As a single skater, he won the silver medal on the Intermediate level at the Junior Olympics (later renamed Junior Nationals) in the 1994-1995 season. The 1995-1996 season was Bradley's first on the Novice level, and he did not make it out of Sectionals. In the 1996-1997 season, he placed 7th at the novice level at Nationals. In the 1997-1998 season, Bradley won the silver medal on the novice level at Nationals. This win earned him a trip to the Triglav Trophy, which he won.

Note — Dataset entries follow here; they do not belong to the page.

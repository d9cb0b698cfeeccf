use crate::error::Error;
use crate::platform::Platform;
use crate::record::is_sentinel;
use crate::window::{FlashWindow, SlotOffset};
#[cfg(feature = "defmt")]
use defmt::debug;

/// Where the authoritative record lives and where the next one goes.
#[derive(Copy, Clone, Debug, PartialEq, Eq)]
#[cfg_attr(feature = "defmt", derive(defmt::Format))]
pub struct ScanResult {
    /// The last slot, in increasing offset order, whose version byte is not a sentinel.
    pub current: Option<SlotOffset>,
    /// The slot following `current`, or the first slot if the unit holds no record.
    pub next: SlotOffset,
}

/// Single forward pass over all slots of the window. Slots are written in increasing offset order
/// after every erase, so the last non-sentinel slot seen is the most recently written one.
///
/// Only the version byte of each slot is inspected. Whether the record decodes is up to the caller.
pub fn scan<T: Platform>(window: &mut FlashWindow<T>) -> Result<ScanResult, Error> {
    let mut current = None;

    for slot in SlotOffset::all() {
        let version = window.read_version_byte(slot)?;
        if !is_sentinel(version) {
            current = Some(slot);
        }
    }

    let next = current.map_or(SlotOffset::FIRST, SlotOffset::next);

    #[cfg(feature = "defmt")]
    debug!("scan: current {:?}, next {:?}", current, next);

    #[cfg(feature = "debug-logs")]
    println!("  scan: current: {current:?}, next: {next:?}");

    Ok(ScanResult { current, next })
}

/// A slot is only writable if every byte of it is erased. A body left behind by an aborted write
/// still carries an erased version byte, so checking the version byte alone is not enough.
pub fn slot_is_erased<T: Platform>(
    window: &mut FlashWindow<T>,
    slot: SlotOffset,
) -> Result<bool, Error> {
    let raw = window.read_slot(slot)?;
    Ok(raw.iter().all(|&it| it == 0xFF))
}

The following season, 1998–1999, Bradley debuted on the ISU Junior Grand Prix. He won medals at both his events. At that time, the World Junior Championships were held before the U.S. Championships. At the Junior Worlds selection competition, Bradley placed second and was placed on the team for the 1999 Junior Worlds, where he placed 10th. At the 1999 U.S. Championships, he won the Junior title. He competed at the Gardena Spring Trophy following Nationals and won the competition.

In the 1999-2000 season, Bradley remained on the Junior Grand Prix circuit. He won two more medals and qualified for the Junior Grand Prix Final, where he finished 8th. He went on to place 7th in his senior debut at the 2000 U.S. Championships. He went on to place 5th at the 2000 Junior Worlds.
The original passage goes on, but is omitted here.